Provided entries =
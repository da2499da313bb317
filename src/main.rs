use std::path::PathBuf;
use std::rc::Rc;

use anyhow::Context;
use clap::Parser;
use tracing::info;
use tracing_subscriber::EnvFilter;

use ember_core::config::Config;
use ember_http::dynpage::DynRoutes;
use ember_http::embfs::EmbFs;
use ember_server::{Flow, Server};

#[derive(Parser)]
#[command(name = "ember", about = "embedded web server", version)]
struct Cli {
    /// Configuration file
    #[arg(short, long)]
    config: Option<PathBuf>,

    /// Serve iteratively in the foreground (no worker processes)
    #[arg(short = 'F', long)]
    foreground: bool,

    /// Where to write the parent pid
    #[arg(short, long)]
    pid_file: Option<PathBuf>,

    /// Dump the parsed configuration and exit
    #[arg(long)]
    check_config: bool,
}

fn default_config_path() -> PathBuf {
    dirs::config_dir()
        .unwrap_or_else(|| PathBuf::from("."))
        .join("ember")
        .join("ember.conf")
}

/// The resources baked into this build. A real site generates this
/// registration from its source tree; the bare server ships a landing
/// page so a fresh install answers something.
fn builtin_resources() -> EmbFs {
    const WELCOME: &[u8] = b"<!DOCTYPE html><html><head><title>ember</title></head>\
        <body><h1>It glows.</h1>\
        <p>The ember server is up; point it at your own resources.</p>\
        </body></html>";
    // release date of this revision, so conditional GET works
    const BUILT: u64 = 1_753_920_000;

    let mut fs = EmbFs::new();
    fs.register_file("/index.html", WELCOME, BUILT);
    fs
}

fn main() -> anyhow::Result<()> {
    tracing_subscriber::fmt()
        .with_env_filter(EnvFilter::from_default_env())
        .with_writer(std::io::stderr)
        .init();

    let cli = Cli::parse();

    let path = cli.config.unwrap_or_else(default_config_path);
    let config = Config::load_file(&path)
        .with_context(|| format!("cannot load configuration from {}", path.display()))?;

    if cli.check_config {
        print!("{config}");
        return Ok(());
    }

    let embfs = Rc::new(builtin_resources());
    let routes = Rc::new(DynRoutes::new());

    let mut server = Server::create(&config, embfs, routes, cli.foreground)
        .context("server init error (config error?)")?;

    // invoked by another web server as a CGI?
    if std::env::var("GATEWAY_INTERFACE").is_ok() {
        return server.serve_cgi().context("cgi serve error");
    }

    if let Some(pid_file) = &cli.pid_file {
        std::fs::write(pid_file, format!("{}\n", std::process::id()))
            .with_context(|| format!("cannot write pid file {}", pid_file.display()))?;
    }

    info!("ember starting");
    match server.run()? {
        Flow::Parent => {
            if let Some(pid_file) = &cli.pid_file {
                let _ = std::fs::remove_file(pid_file);
            }
            info!("ember stopped");
        }
        Flow::ChildDone => {
            // a worker that served its share; nothing left to clean up
        }
    }
    Ok(())
}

About this task = Wherever "EnvFilter" appears in the listing, report the line it is on.

Exercise output =
use tracing_subscriber::EnvFilter;
        .with_env_filter(EnvFilter::from_default_env())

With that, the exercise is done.